## Problem description
Of the lines below, write out exactly those from the line with "pub const USER_AGENT: &str" through the line with "pub const STORE_DIR: &str", both included, and skip the rest.

Excerpted records START

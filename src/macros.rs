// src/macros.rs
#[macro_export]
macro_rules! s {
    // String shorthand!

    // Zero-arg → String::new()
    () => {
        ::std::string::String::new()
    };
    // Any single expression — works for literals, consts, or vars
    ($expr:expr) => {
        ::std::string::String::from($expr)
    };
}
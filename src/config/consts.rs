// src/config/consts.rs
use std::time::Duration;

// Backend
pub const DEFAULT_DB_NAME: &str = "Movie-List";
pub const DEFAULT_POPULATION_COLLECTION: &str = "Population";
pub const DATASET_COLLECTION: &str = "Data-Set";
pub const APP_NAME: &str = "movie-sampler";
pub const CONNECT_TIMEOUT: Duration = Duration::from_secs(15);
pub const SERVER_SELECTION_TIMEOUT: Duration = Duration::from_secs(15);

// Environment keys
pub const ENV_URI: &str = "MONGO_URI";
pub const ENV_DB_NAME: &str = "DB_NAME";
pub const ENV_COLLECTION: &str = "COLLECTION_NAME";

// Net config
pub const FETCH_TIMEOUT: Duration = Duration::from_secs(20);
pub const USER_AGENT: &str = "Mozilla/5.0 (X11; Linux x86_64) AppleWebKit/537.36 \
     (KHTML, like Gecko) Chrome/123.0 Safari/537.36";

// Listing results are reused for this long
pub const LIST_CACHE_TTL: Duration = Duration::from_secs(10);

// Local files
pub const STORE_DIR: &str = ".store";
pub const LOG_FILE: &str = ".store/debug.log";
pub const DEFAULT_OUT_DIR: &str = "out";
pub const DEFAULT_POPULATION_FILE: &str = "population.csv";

Excerpted records END
Excerpted records START

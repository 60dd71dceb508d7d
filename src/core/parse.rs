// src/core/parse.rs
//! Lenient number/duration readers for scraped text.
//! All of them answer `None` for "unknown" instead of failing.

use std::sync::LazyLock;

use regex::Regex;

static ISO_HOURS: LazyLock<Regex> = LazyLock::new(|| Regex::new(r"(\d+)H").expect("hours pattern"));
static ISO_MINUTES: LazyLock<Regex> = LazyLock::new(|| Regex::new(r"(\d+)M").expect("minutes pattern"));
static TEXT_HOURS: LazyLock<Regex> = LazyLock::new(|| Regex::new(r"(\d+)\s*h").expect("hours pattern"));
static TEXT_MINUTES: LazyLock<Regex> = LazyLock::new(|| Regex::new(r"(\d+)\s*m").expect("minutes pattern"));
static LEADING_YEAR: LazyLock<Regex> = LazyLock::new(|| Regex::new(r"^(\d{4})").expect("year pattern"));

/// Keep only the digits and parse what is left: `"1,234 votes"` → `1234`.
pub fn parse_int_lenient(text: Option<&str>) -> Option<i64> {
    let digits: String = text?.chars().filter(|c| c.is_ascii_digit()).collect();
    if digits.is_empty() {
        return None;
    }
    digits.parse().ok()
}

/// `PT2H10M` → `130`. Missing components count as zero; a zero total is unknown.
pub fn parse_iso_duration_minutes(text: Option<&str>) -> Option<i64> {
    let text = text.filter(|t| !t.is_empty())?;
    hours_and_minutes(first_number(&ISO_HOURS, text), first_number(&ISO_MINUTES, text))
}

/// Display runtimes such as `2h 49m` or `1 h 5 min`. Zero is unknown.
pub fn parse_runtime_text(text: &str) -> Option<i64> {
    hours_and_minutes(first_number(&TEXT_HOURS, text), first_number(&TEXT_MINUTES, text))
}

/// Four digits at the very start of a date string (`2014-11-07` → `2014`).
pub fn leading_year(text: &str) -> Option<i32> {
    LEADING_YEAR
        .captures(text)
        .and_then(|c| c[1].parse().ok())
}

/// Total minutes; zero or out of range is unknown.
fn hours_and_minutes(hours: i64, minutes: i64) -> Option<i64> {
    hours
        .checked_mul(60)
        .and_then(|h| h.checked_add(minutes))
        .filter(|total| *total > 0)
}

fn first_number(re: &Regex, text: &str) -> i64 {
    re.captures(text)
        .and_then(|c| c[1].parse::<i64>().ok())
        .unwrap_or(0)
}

Excerpted records END
Excerpted records START

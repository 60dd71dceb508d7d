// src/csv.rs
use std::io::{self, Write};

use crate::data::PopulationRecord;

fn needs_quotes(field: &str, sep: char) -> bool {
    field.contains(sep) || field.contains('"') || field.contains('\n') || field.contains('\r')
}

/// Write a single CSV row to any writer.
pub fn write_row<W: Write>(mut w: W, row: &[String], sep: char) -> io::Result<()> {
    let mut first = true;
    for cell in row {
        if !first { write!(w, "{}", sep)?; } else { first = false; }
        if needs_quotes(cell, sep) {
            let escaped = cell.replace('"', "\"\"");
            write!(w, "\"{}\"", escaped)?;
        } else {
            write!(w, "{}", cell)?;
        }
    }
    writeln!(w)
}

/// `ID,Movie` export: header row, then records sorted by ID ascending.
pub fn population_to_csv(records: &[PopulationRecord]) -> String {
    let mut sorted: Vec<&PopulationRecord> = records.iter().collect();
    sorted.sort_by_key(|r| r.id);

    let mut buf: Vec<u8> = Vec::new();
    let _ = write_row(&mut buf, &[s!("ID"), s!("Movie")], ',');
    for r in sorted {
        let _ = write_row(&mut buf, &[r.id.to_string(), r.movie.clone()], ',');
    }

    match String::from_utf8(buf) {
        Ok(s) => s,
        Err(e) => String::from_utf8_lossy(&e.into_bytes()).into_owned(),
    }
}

Excerpted records END

## Solution
pub const USER_AGENT: &str = "Mozilla/5.0 (X11; Linux x86_64) AppleWebKit/537.36 \
     (KHTML, like Gecko) Chrome/123.0 Safari/537.36";

// Listing results are reused for this long
pub const LIST_CACHE_TTL: Duration = Duration::from_secs(10);

// Local files
pub const STORE_DIR: &str = ".store";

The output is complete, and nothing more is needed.